Somewhat a priori numbers:
Usable frequency range (underwater acoustics): 1 to
100 kHz
For Input:
Voltage sampling = 200 kS/s (S/s = Samples per second)
Voltage array size = 1024 samples
Voltage sample size = 16 bits
For output, the application sends a voltage sample to
the hardware at the voltage rate, 200 kS/s, and the
hardware converts this voltage number into the analog
equivalent. If a single hydrophone is used, then the
input process may be disabled during the output.
The connection standard used in and out of the PC =
USB version 2 (max device speed = 1500 kBytes/s)
The PC application needs to get a voltage array at
each 100th of a second, i.e., the frequency sampling
rate is 0.01 second. Frequency Sampling Rate = 100 F/s
(F/s = Frequency samples per second). A frequency
sample is a single number which is the dominant
frequency resulting from an FFT calculation on a
voltage array. The frequency sample is done by the
software of the application (it is already written).
The two input frequency sampling options are these:
1) Continuous feeding of voltage numbers to PC memory:
The A/D hardware sends to the PC voltage samples
continuously at the rate of 200 kS/s. The voltage
samples are stored in a PC memory buffer which is read
by the application once every 100th of a second.

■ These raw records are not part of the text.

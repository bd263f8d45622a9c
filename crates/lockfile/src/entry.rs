use crate::{header::write_key, Descriptor};
use node_semver::Version;
use std::borrow::Cow;

/// A descriptor listed on an entry's header line.
#[derive(Debug, Clone, PartialEq, Eq)]
pub struct EntryKey {
    /// The descriptor string without quotes, e.g. `@babel/core@^7.0.0`.
    pub text: String,
    /// Whether the header wrote it between double quotes.
    pub quoted: bool,
    /// The parsed form of [`EntryKey::text`].
    pub descriptor: Descriptor,
}

/// A lockfile record: one or more descriptors resolved to a single version.
///
/// The metadata block under the header (`version`, `resolved`, `integrity`,
/// `dependencies`, ...) is kept verbatim and never interpreted beyond the
/// `version` field.
#[derive(Debug, Clone, PartialEq, Eq)]
pub struct Entry {
    pub(crate) keys: Vec<EntryKey>,
    /// Header line as read, dropped as soon as [`Entry::keys`] changes.
    pub(crate) header: Option<String>,
    pub(crate) version: Version,
    pub(crate) raw_version: String,
    pub(crate) body: Vec<String>,
    /// Blank and comment lines between the previous entry and this one.
    pub(crate) separator: Vec<String>,
    pub(crate) line: usize,
}

impl Entry {
    /// Descriptors answered by this entry, in header order.
    pub fn keys(&self) -> &[EntryKey] {
        &self.keys
    }

    /// Resolved version.
    pub fn version(&self) -> &Version {
        &self.version
    }

    /// Resolved version exactly as written in the lockfile.
    pub fn raw_version(&self) -> &str {
        &self.raw_version
    }

    /// Metadata lines under the header, indentation included.
    pub fn body(&self) -> &[String] {
        &self.body
    }

    /// 1-based line number of the header in the parsed text.
    pub fn line(&self) -> usize {
        self.line
    }

    /// The header line, regenerated when the descriptor set has changed.
    pub fn header(&self) -> Cow<'_, str> {
        match &self.header {
            Some(header) => Cow::Borrowed(header),
            None => Cow::Owned(render_header(&self.keys)),
        }
    }
}

fn render_header(keys: &[EntryKey]) -> String {
    let mut header = String::new();
    for (index, key) in keys.iter().enumerate() {
        if index > 0 {
            header.push_str(", ");
        }
        write_key(&mut header, &key.text, key.quoted);
    }
    header.push(':');
    header
}
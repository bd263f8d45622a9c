use std::process::ExitCode;
use yarn_dedupe_diagnostics::Result;

pub fn main() -> Result<ExitCode> {
    yarn_dedupe_cli::run_cli()
}
use crate::{find_duplicates, DedupeError, DedupeOptions};
use yarn_dedupe_lockfile::Lockfile;

/// Describe every descriptor that [`fix_duplicates`](crate::fix_duplicates) would move,
/// one line each, without changing anything.
///
/// An empty list means the lockfile has no fixable duplicates.
pub fn list_duplicates(text: &str, options: &DedupeOptions) -> Result<Vec<String>, DedupeError> {
    options.validate().map_err(DedupeError::InvalidConfiguration)?;
    let lockfile = Lockfile::parse(text).map_err(DedupeError::ParseLockfile)?;
    let lines = find_duplicates(&lockfile, options).iter().map(|duplicate| duplicate.describe()).collect();
    Ok(lines)
}
use crate::InvalidConfigurationError;
use serde::Deserialize;
use std::collections::BTreeSet;
use yarn_dedupe_lockfile::PkgName;

/// Policy that picks the version a descriptor is merged onto.
#[derive(
    Debug,
    Default,
    Clone,
    Copy,
    PartialEq,
    Eq,
    Deserialize,
    strum::Display,
    strum::EnumString,
    strum::VariantNames,
)]
#[serde(rename_all = "camelCase")]
#[strum(serialize_all = "camelCase")]
pub enum Strategy {
    /// The highest version that satisfies the range.
    Highest,
    /// The version that satisfies the most ranges of the package, the lower one on a tie.
    Fewer,
    /// The version that satisfies the most ranges of the package, the higher one on a tie.
    #[default]
    FewerHighest,
    /// The version most descriptors are already resolved to, the higher one on a tie.
    MostCommon,
}

impl Strategy {
    /// Look a strategy up by its name (`highest`, `fewer`, `fewerHighest`, `mostCommon`).
    pub fn from_name(name: &str) -> Result<Self, InvalidConfigurationError> {
        name.parse().map_err(|_: strum::ParseError| InvalidConfigurationError::UnknownStrategy {
            strategy: name.to_string(),
        })
    }
}

/// Configuration of a deduplication run.
///
/// Empty sets mean the option was not supplied. Field names deserialize in camelCase
/// (`includeScopes`, `excludePackages`, ...).
#[derive(Debug, Default, Clone, PartialEq, Eq, Deserialize)]
#[serde(rename_all = "camelCase", default)]
pub struct DedupeOptions {
    /// How the winning version is chosen.
    pub strategy: Strategy,
    /// Only deduplicate packages under these scopes (`@babel` or `babel`).
    pub include_scopes: BTreeSet<String>,
    /// Only deduplicate these packages.
    pub include_packages: BTreeSet<String>,
    /// Never deduplicate these packages.
    pub exclude_packages: BTreeSet<String>,
    /// Never deduplicate packages under these scopes.
    pub exclude_scopes: BTreeSet<String>,
    /// Let pre-release versions satisfy ranges that do not mention a pre-release.
    pub include_prerelease: bool,
}

impl DedupeOptions {
    /// Reject option combinations that have no meaning.
    pub fn validate(&self) -> Result<(), InvalidConfigurationError> {
        if !self.include_scopes.is_empty() && !self.include_packages.is_empty() {
            return Err(InvalidConfigurationError::ScopesAndPackages);
        }
        Ok(())
    }

    /// Whether the package takes part in deduplication.
    pub fn is_eligible(&self, package: &PkgName) -> bool {
        let in_any_scope = |scopes: &BTreeSet<String>| {
            scopes.iter().any(|scope| package.is_in_scope(scope))
        };
        let name = package.to_string();

        let included = if !self.include_packages.is_empty() {
            self.include_packages.contains(&name)
        } else if !self.include_scopes.is_empty() {
            in_any_scope(&self.include_scopes)
        } else {
            true
        };

        included && !self.exclude_packages.contains(&name) && !in_any_scope(&self.exclude_scopes)
    }
}
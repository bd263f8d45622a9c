//! Model of a yarn v1 lockfile (`yarn.lock`) that can be rewritten without
//! disturbing the entries it does not touch.

mod descriptor;
mod entry;
mod error;
mod header;
mod layout;
mod parse;
mod pkg_name;
mod rewrite;
mod serialize;

pub use descriptor::{Descriptor, ParseDescriptorError};
pub use entry::{Entry, EntryKey};
pub use error::{MalformedKind, ParseLockfileError};
pub use layout::{Layout, LineEnding};
pub use pkg_name::{ParsePkgNameError, PkgName};
pub use rewrite::Reassignment;

/// Parsed `yarn.lock`.
///
/// Owns every [`Entry`] in source order together with the surrounding trivia
/// (comments and blank lines) so that [`ToString::to_string`] reproduces the
/// input byte for byte until [`Lockfile::reassign`] changes something.
#[derive(Debug, Clone, PartialEq, Eq)]
pub struct Lockfile {
    prelude: Vec<String>,
    entries: Vec<Entry>,
    epilogue: Vec<String>,
    layout: Layout,
}

impl Lockfile {
    /// Base file name of a yarn lockfile.
    pub const FILE_NAME: &'static str = "yarn.lock";

    /// Entries in source order.
    pub fn entries(&self) -> &[Entry] {
        &self.entries
    }

    /// Formatting conventions detected on parse.
    pub fn layout(&self) -> &Layout {
        &self.layout
    }
}
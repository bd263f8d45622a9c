mod cli_args;
mod error;

use clap::Parser;
use cli_args::CliArgs;
use std::process::ExitCode;
use yarn_dedupe_diagnostics::enable_tracing_by_env;

pub use error::CliError;

pub fn run_cli() -> miette::Result<ExitCode> {
    enable_tracing_by_env();
    CliArgs::parse().run()
}
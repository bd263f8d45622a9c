mod local_tracing;

pub use miette;
pub use tracing;

pub use local_tracing::enable_tracing_by_env;

pub type Error = miette::Error;
pub type Report = miette::Report;
pub type Result<T> = miette::Result<T>;
use crate::MalformedKind;

/// A descriptor as it appears on a header line.
#[derive(Debug, Clone, PartialEq, Eq)]
pub(crate) struct RawKey {
    pub text: String,
    pub quoted: bool,
}

/// Split a header line (`"a@^1", b@^2:`) into its descriptors.
pub(crate) fn parse_header(line: &str) -> Result<Vec<RawKey>, MalformedKind> {
    let content = line.trim_end().strip_suffix(':').ok_or(MalformedKind::MissingColon)?;
    let mut keys = Vec::new();
    let mut chars = content.chars().peekable();

    loop {
        while chars.next_if(|char| *char == ' ').is_some() {}

        let key = if chars.next_if_eq(&'"').is_some() {
            let mut text = String::new();
            loop {
                match chars.next() {
                    None => return Err(MalformedKind::UnterminatedQuote),
                    Some('"') => break,
                    Some('\\') => text.push(chars.next().ok_or(MalformedKind::UnterminatedQuote)?),
                    Some(char) => text.push(char),
                }
            }
            while chars.next_if(|char| *char == ' ').is_some() {}
            if !matches!(chars.peek(), None | Some(',')) {
                return Err(MalformedKind::TrailingCharacters);
            }
            RawKey { text, quoted: true }
        } else {
            let mut text = String::new();
            while let Some(char) = chars.next_if(|char| *char != ',') {
                text.push(char);
            }
            let text = text.trim_end().to_string();
            RawKey { text, quoted: false }
        };

        if key.text.is_empty() {
            return Err(MalformedKind::EmptyDescriptor);
        }
        keys.push(key);

        if chars.next().is_none() {
            return Ok(keys);
        }
    }
}

/// Write a descriptor back the way it was written.
pub(crate) fn write_key(out: &mut String, text: &str, quoted: bool) {
    if !quoted {
        out.push_str(text);
        return;
    }
    out.push('"');
    for char in text.chars() {
        if matches!(char, '"' | '\\') {
            out.push('\\');
        }
        out.push(char);
    }
    out.push('"');
}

The data traffic between the PC and the A/D = 400 kB/s
= 200 * 2
= voltage sampling * voltage sample size
2) Selective voltage numbers to PC:
The A/D hardware sends to the PC a voltage array at
each 100th of a second (frequency sampling rate = 0.01
sec), either automatically or when requested by the PC
(at each 100th of a second).
The data traffic between the PC and the A/D = 200 kB/s
= 1024 * 2 * 100
= voltage array size * voltage sample size * frequency
sampling
The voltage samples are stored in a PC memory buffer
which is read by the application once every 100th of a
second.
I would be grateful for any comments. For example,
which option is the most appropriate or effective, or
which option is the least expensive (if both options
are equivalent in effectiveness).
I would also welcome suggestions on who could
manufacture the A/D hardware or who already sells such
hardware, off-the-shelf, and compliant with these
requirements, with a preference for Option 2)
Selective voltage numbers to PC, and a single
hydrophone instead of 2.
thanks
serge masse
[EMAIL PROTECTED]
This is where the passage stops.